Look at the cameras he's using.
The innovision lens do not mount on any of them. Sure you can say he can use some DOF adaptor.

Realistically if that's what he's using what are tha chances he can afford to rent innovision anyway.



He said he may be using the Canon XL-1s or HD model, or the Panasonic HVX-200. The link I provided goes straight to the page for the Miniprobe, which mentions the HVX-200 specifically. ( http://www.innovisio...ini_probe.shtml ). I also know from seeing Innovision's displays at different expos that they make systems for a variety of cameras, so Ashley could pick and chose the camera and system that might work best for him.

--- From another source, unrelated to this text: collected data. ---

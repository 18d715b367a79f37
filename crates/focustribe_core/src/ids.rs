//! Per-kind monotonic identifier allocation.
//!
//! # Invariants
//! - An allocated identifier is never handed out again, even after deletes.
//! - Counters are persisted under `counters` after every allocation.
//! - A persisted counter overrides the seeded value but is never allowed
//!   below `max(existing id) + 1`.
//! - A counter at `u64::MAX` is exhausted; allocation fails instead of
//!   repeating an identifier.

use crate::model::EntityKind;
use crate::store::{StoreAdapter, COUNTERS_KEY};
use log::{debug, warn};
use serde::{Deserialize, Serialize};
use std::error::Error;
use std::fmt::{Display, Formatter};

/// No identifier is left for an entity kind.
#[derive(Debug, Clone, Copy, PartialEq, Eq)]
pub struct IdSpaceExhausted {
    pub kind: EntityKind,
}

impl Display for IdSpaceExhausted {
    fn fmt(&self, f: &mut Formatter<'_>) -> std::fmt::Result {
        write!(f, "{} identifiers exhausted", self.kind)
    }
}

impl Error for IdSpaceExhausted {}

/// Next identifier to allocate for each entity kind.
#[derive(Debug, Clone, Copy, PartialEq, Eq, Serialize, Deserialize)]
#[serde(rename_all = "camelCase")]
pub struct Counters {
    pub task_id: u64,
    pub tribe_id: u64,
    pub session_id: u64,
}

impl Counters {
    /// Seeds each counter as `max(existing) + 1`, or 1 for empty collections.
    pub fn seeded(max_task: Option<u64>, max_tribe: Option<u64>, max_session: Option<u64>) -> Self {
        Self {
            task_id: next_after(max_task),
            tribe_id: next_after(max_tribe),
            session_id: next_after(max_session),
        }
    }

    fn slot(&mut self, kind: EntityKind) -> &mut u64 {
        match kind {
            EntityKind::Task => &mut self.task_id,
            EntityKind::Tribe => &mut self.tribe_id,
            EntityKind::Session => &mut self.session_id,
        }
    }

    pub fn peek(&self, kind: EntityKind) -> u64 {
        match kind {
            EntityKind::Task => self.task_id,
            EntityKind::Tribe => self.tribe_id,
            EntityKind::Session => self.session_id,
        }
    }
}

// `u64::MAX` doubles as the exhausted marker, so it is never issued.
fn next_after(max: Option<u64>) -> u64 {
    max.map_or(1, |max| max.checked_add(1).unwrap_or(u64::MAX))
}

#[derive(Debug, Clone)]
pub struct IdAllocator {
    counters: Counters,
}

impl IdAllocator {
    /// Restores counters from the store, falling back to `seeded`.
    ///
    /// A persisted counter that lags behind the live collections is raised to
    /// the seeded value so no existing identifier can be reissued.
    pub fn restore(store: &StoreAdapter, seeded: Counters) -> Self {
        let persisted = store.load(COUNTERS_KEY, &seeded);
        let counters = Counters {
            task_id: persisted.task_id.max(seeded.task_id),
            tribe_id: persisted.tribe_id.max(seeded.tribe_id),
            session_id: persisted.session_id.max(seeded.session_id),
        };
        Self { counters }
    }

    /// Returns the current counter for `kind`, advances it and persists all counters.
    ///
    /// # Errors
    /// - `IdSpaceExhausted` once the counter cannot advance; nothing changes.
    pub fn next(
        &mut self,
        kind: EntityKind,
        store: &mut StoreAdapter,
    ) -> Result<u64, IdSpaceExhausted> {
        let slot = self.counters.slot(kind);
        let id = *slot;
        let Some(advanced) = id.checked_add(1) else {
            warn!("event=id_allocate module=ids status=exhausted kind={kind}");
            return Err(IdSpaceExhausted { kind });
        };
        *slot = advanced;
        store.save(COUNTERS_KEY, &self.counters);
        debug!("event=id_allocate module=ids status=ok kind={kind} id={id}");
        Ok(id)
    }

    pub fn counters(&self) -> Counters {
        self.counters
    }
}
//! Focus session repository. Sessions are listed most-recent-first.

use super::collection::Collection;
use super::{DeleteConfirmation, RepoResult, WriteContext};
use crate::model::session::{FocusSession, NewSession, SessionId, SessionPatch, SessionStatus};
use crate::model::EntityKind;
use crate::store::{StoreAdapter, SESSIONS_KEY};
use serde::Deserialize;

#[derive(Debug, Clone, Copy, Default, PartialEq, Eq, Deserialize)]
#[serde(rename_all = "camelCase")]
pub struct SessionFilter {
    #[serde(default)]
    pub status: Option<SessionStatus>,
}

impl SessionFilter {
    pub fn matches(&self, session: &FocusSession) -> bool {
        self.status.map_or(true, |status| session.status == status)
    }
}

pub struct SessionRepository {
    sessions: Collection<FocusSession>,
}

impl SessionRepository {
    /// Loads persisted sessions (or `seed` on first run), re-deriving
    /// `completed_at` from `status`.
    pub fn load(store: &mut StoreAdapter, seed: &[FocusSession]) -> Self {
        let mut sessions = Collection::load(store, SESSIONS_KEY, seed);
        sessions.repair(store, FocusSession::reconcile);
        Self { sessions }
    }

    pub(crate) fn as_slice(&self) -> &[FocusSession] {
        self.sessions.items()
    }

    pub fn max_id(&self) -> Option<SessionId> {
        self.sessions.max_id()
    }

    pub fn list(&self, filter: &SessionFilter) -> Vec<FocusSession> {
        self.sessions
            .items()
            .iter()
            .filter(|session| filter.matches(session))
            .cloned()
            .collect()
    }

    pub fn get(&self, id: SessionId) -> RepoResult<FocusSession> {
        self.sessions.get(id)
    }

    pub fn create(
        &mut self,
        input: NewSession,
        ctx: &mut WriteContext<'_>,
    ) -> RepoResult<FocusSession> {
        let mut session = FocusSession::from_input(0, input, ctx.now)?;
        session.id = ctx.allocate(EntityKind::Session)?;
        Ok(self.sessions.prepend(session, ctx.store))
    }

    pub fn update(
        &mut self,
        id: SessionId,
        patch: SessionPatch,
        ctx: &mut WriteContext<'_>,
    ) -> RepoResult<FocusSession> {
        let now = ctx.now;
        self.sessions
            .modify(id, ctx.store, |session| session.apply_patch(patch, now))
    }

    pub fn complete(
        &mut self,
        id: SessionId,
        ctx: &mut WriteContext<'_>,
    ) -> RepoResult<FocusSession> {
        let now = ctx.now;
        self.sessions.modify(id, ctx.store, |session| {
            session.complete(now);
            Ok(())
        })
    }

    pub fn delete(
        &mut self,
        id: SessionId,
        store: &mut StoreAdapter,
    ) -> RepoResult<DeleteConfirmation> {
        self.sessions.remove(id, store)
    }
}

I make no assumption that a production can't afford a particluar piece of gear simply because they're shooting with a small format camera. There could be lots of legitimate reasons for choosing a format or camera aside from budget, and obviously Innovision must think it's realistic to use small cameras with their lenses or else they wouldn't have bothered to develop lens systems for them. Given the info, Ashley can then decide if such a system is affordable and practical for his needs. Besides, Ashley also asked for general tips and advice about miniature shooting, and I thought passing along the link to a company that specializes in exactly what he's trying to do would be helpful.

Moving it to visual effects would have been more appropos.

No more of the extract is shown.